### DATA FOR THE TASK ###

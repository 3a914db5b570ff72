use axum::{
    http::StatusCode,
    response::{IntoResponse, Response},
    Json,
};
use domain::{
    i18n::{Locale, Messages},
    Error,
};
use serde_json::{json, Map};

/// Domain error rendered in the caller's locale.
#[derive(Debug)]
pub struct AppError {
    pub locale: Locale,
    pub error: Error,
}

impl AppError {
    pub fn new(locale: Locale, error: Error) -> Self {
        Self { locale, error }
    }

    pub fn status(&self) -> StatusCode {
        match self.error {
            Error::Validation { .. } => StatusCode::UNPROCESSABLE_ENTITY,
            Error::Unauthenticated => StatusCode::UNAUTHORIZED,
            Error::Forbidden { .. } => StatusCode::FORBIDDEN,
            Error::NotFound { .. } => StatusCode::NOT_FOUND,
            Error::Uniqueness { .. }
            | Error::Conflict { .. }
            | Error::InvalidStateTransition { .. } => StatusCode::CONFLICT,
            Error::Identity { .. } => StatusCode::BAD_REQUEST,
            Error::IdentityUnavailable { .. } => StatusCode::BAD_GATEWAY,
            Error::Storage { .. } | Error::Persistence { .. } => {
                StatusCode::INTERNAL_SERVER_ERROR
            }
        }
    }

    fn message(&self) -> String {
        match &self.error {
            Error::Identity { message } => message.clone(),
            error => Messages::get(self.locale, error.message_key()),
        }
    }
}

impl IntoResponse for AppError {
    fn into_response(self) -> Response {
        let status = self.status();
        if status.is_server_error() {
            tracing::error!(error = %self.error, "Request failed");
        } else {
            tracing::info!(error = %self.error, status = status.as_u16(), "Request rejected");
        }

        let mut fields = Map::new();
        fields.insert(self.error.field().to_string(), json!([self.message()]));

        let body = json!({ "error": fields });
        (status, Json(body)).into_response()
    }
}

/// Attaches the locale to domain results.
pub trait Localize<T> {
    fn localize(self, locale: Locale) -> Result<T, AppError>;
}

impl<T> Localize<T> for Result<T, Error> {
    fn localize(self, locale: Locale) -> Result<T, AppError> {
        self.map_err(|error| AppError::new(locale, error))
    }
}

###

> _TASK REQUIREMENTS_:
Faithfully reproduce all of the records, character for character.

> _WRITTEN RESPONSE_:
repository 3a914db5b570ff72
use axum::{
    http::StatusCode,
    response::{IntoResponse, Response},
    Json,
};
use domain::{
    i18n::{Locale, Messages},
    Error,
};
use serde_json::{json, Map};

/// Domain error rendered in the caller's locale.
#[derive(Debug)]
pub struct AppError {
    pub locale: Locale,
    pub error: Error,
}

impl AppError {
    pub fn new(locale: Locale, error: Error) -> Self {
        Self { locale, error }
    }

    pub fn status(&self) -> StatusCode {
        match self.error {
            Error::Validation { .. } => StatusCode::UNPROCESSABLE_ENTITY,
            Error::Unauthenticated => StatusCode::UNAUTHORIZED,
            Error::Forbidden { .. } => StatusCode::FORBIDDEN,
            Error::NotFound { .. } => StatusCode::NOT_FOUND,
            Error::Uniqueness { .. }
            | Error::Conflict { .. }
            | Error::InvalidStateTransition { .. } => StatusCode::CONFLICT,
            Error::Identity { .. } => StatusCode::BAD_REQUEST,
            Error::IdentityUnavailable { .. } => StatusCode::BAD_GATEWAY,
            Error::Storage { .. } | Error::Persistence { .. } => {
                StatusCode::INTERNAL_SERVER_ERROR
            }
        }
    }

    fn message(&self) -> String {
        match &self.error {
            Error::Identity { message } => message.clone(),
            error => Messages::get(self.locale, error.message_key()),
        }
    }
}

impl IntoResponse for AppError {
    fn into_response(self) -> Response {
        let status = self.status();
        if status.is_server_error() {
            tracing::error!(error = %self.error, "Request failed");
        } else {
            tracing::info!(error = %self.error, status = status.as_u16(), "Request rejected");
        }

        let mut fields = Map::new();
        fields.insert(self.error.field().to_string(), json!([self.message()]));

        let body = json!({ "error": fields });
        (status, Json(body)).into_response()
    }
}

/// Attaches the locale to domain results.
pub trait Localize<T> {
    fn localize(self, locale: Locale) -> Result<T, AppError>;
}

impl<T> Localize<T> for Result<T, Error> {
    fn localize(self, locale: Locale) -> Result<T, AppError> {
        self.map_err(|error| AppError::new(locale, error))
    }
}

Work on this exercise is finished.